Sununu also cited his workforce development efforts, including investments in career schools at the high school level. The governor said his moves will give teenagers an “experience in high school so at 18 they don’t just have a diploma, they have workforce-ready skills.”
He highlighted his $5 million governor’s scholarship, which he implemented, and announced up to $35 million in funding for the University of New Hampshire to invest in biological sciences. But Kelly took issue with Sununu’s characterizations of his efforts and how well the economy is working for young people.
“I hear from our young people often that they’re leaving New Hampshire because they don’t see economic opportunity here,” she said.
“We are 50th in the nation for funding college education and second in the nation for the amount of debt our students have. That’s not an economy that’s working for everyone,” Kelly added.
Lack of an available workforce is hurting business, she said.
“As governor, I will invest in job training and education, because that’s what employers are looking for. They are looking for an educated and prepared workforce,” she said. “This economy is not working for them either.”
As he has in the past, Sununu held New Hampshire up as a contrast to “the massive dysfunction of Washington, D.C.”

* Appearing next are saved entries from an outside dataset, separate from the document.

pub mod customer;
pub mod job;
//! Axum route handlers for the Jobs API.

use axum::{
    extract::{rejection::QueryRejection, Path, Query, State},
    http::StatusCode,
    Json,
};
use bytes::Bytes;
use serde::{Deserialize, Serialize};
use tracing::info;

use crate::errors::AppError;
use crate::models::job::{IndustryCount, Job, JobField, JobView};
use crate::routes::{parse_json_body, query_params};
use crate::state::AppState;
use crate::validation::{validate_new_job, validate_update};

/// Size of the top-salaries listing.
pub const TOP_PAID_LIMIT: i64 = 5;

// ────────────────────────────────────────────────────────────────────────────
// Request / Response types
// ────────────────────────────────────────────────────────────────────────────

#[derive(Debug, Serialize)]
pub struct CreatedJobResponse {
    pub message: String,
    pub id: String,
    pub job_id: i64,
}

#[derive(Debug, Serialize)]
pub struct FieldQueryResponse {
    pub field: &'static str,
    pub query: String,
    pub count: usize,
    pub jobs: Vec<JobView>,
}

#[derive(Debug, Serialize)]
pub struct SkillsQueryResponse {
    pub skills: Vec<String>,
    pub count: usize,
    pub jobs: Vec<JobView>,
}

#[derive(Debug, Deserialize)]
pub struct SalaryQuery {
    pub min_salary: Option<String>,
    pub max_salary: Option<String>,
}

#[derive(Debug, Serialize)]
pub struct SalaryQueryResponse {
    pub min_salary: i64,
    pub max_salary: i64,
    pub count: usize,
    pub jobs: Vec<JobView>,
}

#[derive(Debug, Serialize)]
pub struct IndustryCountsResponse {
    pub count: usize,
    pub industries: Vec<IndustryCount>,
}

#[derive(Debug, Serialize)]
pub struct JobListResponse {
    pub count: usize,
    pub jobs: Vec<JobView>,
}

#[derive(Debug, Serialize)]
pub struct CompaniesResponse {
    pub count: usize,
    pub companies: Vec<String>,
}

#[derive(Debug, Serialize)]
pub struct UpdatedJobResponse {
    pub message: String,
    pub job_id: i64,
    pub updated_fields: Vec<String>,
    pub modified_count: u64,
}

#[derive(Debug, Serialize)]
pub struct DeletedJobResponse {
    pub message: String,
    pub job_id: i64,
    pub deleted_count: u64,
}

// ────────────────────────────────────────────────────────────────────────────
// Helpers
// ────────────────────────────────────────────────────────────────────────────

fn parse_job_id(raw: &str) -> Result<i64, AppError> {
    raw.trim()
        .parse()
        .map_err(|_| AppError::validation(format!("job_id must be an integer, got '{raw}'")))
}

fn parse_bound(name: &str, raw: Option<&str>) -> Result<i64, AppError> {
    let raw = raw.map(str::trim).filter(|s| !s.is_empty()).ok_or_else(|| {
        AppError::validation("Both min_salary and max_salary query parameters are required")
    })?;
    raw.parse()
        .map_err(|_| AppError::validation(format!("{name} must be an integer")))
}

/// Splits an `&`-delimited skill list, dropping blank entries.
pub fn split_skills(raw: &str) -> Vec<String> {
    raw.split('&')
        .map(str::trim)
        .filter(|s| !s.is_empty())
        .map(str::to_string)
        .collect()
}

fn views(jobs: Vec<Job>) -> Vec<JobView> {
    jobs.into_iter().map(JobView::from).collect()
}

// ────────────────────────────────────────────────────────────────────────────
// Handlers
// ────────────────────────────────────────────────────────────────────────────

/// POST /api/v1/jobs
///
/// Validates and stores a new posting. A missing `job_id` is assigned as one
/// past the current maximum; a taken one is rejected with 400.
pub async fn handle_create(
    State(state): State<AppState>,
    body: Bytes,
) -> Result<(StatusCode, Json<CreatedJobResponse>), AppError> {
    let payload = parse_json_body(&body)?;
    let draft = validate_new_job(payload, state.config.require_industry)?;

    let requested = draft.job_id;
    // Placeholder id; the store assigns the real one atomically with the insert
    let job = draft.into_job(requested.unwrap_or_default())?;
    let (id, job_id) = state.jobs.insert_new(job, requested).await?;
    info!("Created job {job_id} ({})", id.to_hex());

    Ok((
        StatusCode::CREATED,
        Json(CreatedJobResponse {
            message: "Job posting created successfully".to_string(),
            id: id.to_hex(),
            job_id,
        }),
    ))
}

/// GET /api/v1/job/:job_id
pub async fn handle_get(
    State(state): State<AppState>,
    Path(raw_id): Path<String>,
) -> Result<Json<JobView>, AppError> {
    let job_id = parse_job_id(&raw_id)?;
    let job = state
        .jobs
        .find_by_job_id(job_id)
        .await?
        .ok_or_else(|| AppError::not_found(format!("Job with job_id {job_id} not found")))?;
    Ok(Json(JobView::from(job)))
}

async fn query_by_field(
    state: &AppState,
    field: JobField,
    term: &str,
) -> Result<Json<FieldQueryResponse>, AppError> {
    let term = term.trim();
    if term.is_empty() {
        return Err(AppError::validation(format!(
            "A value for {} is required",
            field.path()
        )));
    }

    let jobs = state.jobs.find_by_field(field, term).await?;
    if jobs.is_empty() {
        return Err(AppError::not_found(format!(
            "No jobs found with {} '{term}'",
            field.path()
        )));
    }

    Ok(Json(FieldQueryResponse {
        field: field.path(),
        query: term.to_string(),
        count: jobs.len(),
        jobs: views(jobs),
    }))
}

/// GET /api/v1/jobs/industry/:name
pub async fn handle_by_industry(
    State(state): State<AppState>,
    Path(name): Path<String>,
) -> Result<Json<FieldQueryResponse>, AppError> {
    query_by_field(&state, JobField::Industry, &name).await
}

/// GET /api/v1/jobs/company/:name
pub async fn handle_by_company(
    State(state): State<AppState>,
    Path(name): Path<String>,
) -> Result<Json<FieldQueryResponse>, AppError> {
    query_by_field(&state, JobField::Company, &name).await
}

/// GET /api/v1/jobs/degree/:level
pub async fn handle_by_degree(
    State(state): State<AppState>,
    Path(level): Path<String>,
) -> Result<Json<FieldQueryResponse>, AppError> {
    query_by_field(&state, JobField::Degree, &level).await
}

/// GET /api/v1/jobs/skill/:skill
pub async fn handle_by_skill(
    State(state): State<AppState>,
    Path(skill): Path<String>,
) -> Result<Json<FieldQueryResponse>, AppError> {
    query_by_field(&state, JobField::Skill, &skill).await
}

/// GET /api/v1/jobs/experience/:level
pub async fn handle_by_experience(
    State(state): State<AppState>,
    Path(level): Path<String>,
) -> Result<Json<FieldQueryResponse>, AppError> {
    query_by_field(&state, JobField::Experience, &level).await
}

/// GET /api/v1/jobs/location/:location
pub async fn handle_by_location(
    State(state): State<AppState>,
    Path(location): Path<String>,
) -> Result<Json<FieldQueryResponse>, AppError> {
    query_by_field(&state, JobField::Location, &location).await
}

/// GET /api/v1/jobs/skills/:skills
///
/// `skills` is `&`-delimited; a job must list every one of them.
pub async fn handle_by_skills(
    State(state): State<AppState>,
    Path(raw): Path<String>,
) -> Result<Json<SkillsQueryResponse>, AppError> {
    let skills = split_skills(&raw);
    if skills.is_empty() {
        return Err(AppError::validation(
            "At least one skill is required, separated by '&'",
        ));
    }

    let jobs = state.jobs.find_with_all_skills(&skills).await?;
    if jobs.is_empty() {
        return Err(AppError::not_found(format!(
            "No jobs found requiring all of: {}",
            skills.join(", ")
        )));
    }

    Ok(Json(SkillsQueryResponse {
        skills,
        count: jobs.len(),
        jobs: views(jobs),
    }))
}

/// GET /api/v1/jobs/salary?min_salary=&max_salary=
pub async fn handle_by_salary(
    State(state): State<AppState>,
    query: Result<Query<SalaryQuery>, QueryRejection>,
) -> Result<Json<SalaryQueryResponse>, AppError> {
    let params = query_params(query)?;
    let min = parse_bound("min_salary", params.min_salary.as_deref())?;
    let max = parse_bound("max_salary", params.max_salary.as_deref())?;
    if min > max {
        return Err(AppError::validation(
            "min_salary cannot be greater than max_salary",
        ));
    }

    let jobs = state.jobs.find_by_salary_range(min, max).await?;
    if jobs.is_empty() {
        return Err(AppError::not_found(format!(
            "No jobs found with average salary between {min} and {max}"
        )));
    }

    Ok(Json(SalaryQueryResponse {
        min_salary: min,
        max_salary: max,
        count: jobs.len(),
        jobs: views(jobs),
    }))
}

/// GET /api/v1/jobs/stats/industries
pub async fn handle_industry_counts(
    State(state): State<AppState>,
) -> Result<Json<IndustryCountsResponse>, AppError> {
    let industries = state.jobs.count_by_industry().await?;
    if industries.is_empty() {
        return Err(AppError::not_found("No jobs found"));
    }
    Ok(Json(IndustryCountsResponse {
        count: industries.len(),
        industries,
    }))
}

/// GET /api/v1/jobs/top-salaries
pub async fn handle_top_salaries(
    State(state): State<AppState>,
) -> Result<Json<JobListResponse>, AppError> {
    let jobs = state.jobs.top_paid(TOP_PAID_LIMIT).await?;
    if jobs.is_empty() {
        return Err(AppError::not_found("No jobs found"));
    }
    Ok(Json(JobListResponse {
        count: jobs.len(),
        jobs: views(jobs),
    }))
}

/// GET /api/v1/jobs/companies
pub async fn handle_companies(
    State(state): State<AppState>,
) -> Result<Json<CompaniesResponse>, AppError> {
    let companies = state.jobs.distinct_companies().await?;
    if companies.is_empty() {
        return Err(AppError::not_found("No companies found"));
    }
    Ok(Json(CompaniesResponse {
        count: companies.len(),
        companies,
    }))
}

/// PATCH /api/v1/job/:job_id
///
/// Applies whitelisted fields with `$set` semantics. `job_id` and `_id` in the
/// body are dropped without error.
pub async fn handle_update(
    State(state): State<AppState>,
    Path(raw_id): Path<String>,
    body: Bytes,
) -> Result<Json<UpdatedJobResponse>, AppError> {
    let job_id = parse_job_id(&raw_id)?;
    let payload = parse_json_body(&body)?;
    let fields = validate_update(payload)?;

    let outcome = state.jobs.update_fields(job_id, &fields).await?;
    if outcome.matched == 0 {
        return Err(AppError::not_found(format!(
            "Job with job_id {job_id} not found"
        )));
    }
    info!(
        "Updated job {job_id}: {} field(s), {} modified",
        fields.len(),
        outcome.modified
    );

    let mut updated_fields: Vec<String> = fields.keys().cloned().collect();
    updated_fields.sort();

    Ok(Json(UpdatedJobResponse {
        message: "Job posting updated successfully".to_string(),
        job_id,
        updated_fields,
        modified_count: outcome.modified,
    }))
}

/// DELETE /api/v1/job/:job_id
pub async fn handle_delete(
    State(state): State<AppState>,
    Path(raw_id): Path<String>,
) -> Result<Json<DeletedJobResponse>, AppError> {
    let job_id = parse_job_id(&raw_id)?;
    let deleted = state.jobs.delete_by_job_id(job_id).await?;
    if deleted == 0 {
        return Err(AppError::not_found(format!(
            "Job with job_id {job_id} not found"
        )));
    }
    info!("Deleted job {job_id}");

    Ok(Json(DeletedJobResponse {
        message: "Job posting deleted successfully".to_string(),
        job_id,
        deleted_count: deleted,
    }))
}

“The circus that that place is,” the governor said. “It’s embarrassing.”
He targeted both Democrats and Republicans in the nation’s capital.
“They’re all to blame. Fire them all. I’ve said that,” he said. “Fire everyone. Because it’s embarrassing what they’re doing.”
But just minutes later, he thanked federal lawmakers and President Donald Trump’s administration for allocating $45 million over two years for New Hampshire to battle the opioid epidemic.
“Congress, I give them a lot of credit. They passed the bill, but it was the Trump administration that stood up and said New Hampshire is going to get a bigger increase than anybody else,” Sununu said.
Compared to the 2016 gubernatorial showdown between then-Executive Councilors Sununu and Democrat Colin Van Ostern, the start of this year’s general election campaign has been relatively quiet. But that’s expected to change in the next two weeks, as both candidates pick up the pace on the campaign trail and begin to face off at the scheduled forums and debates leading up to November’s election.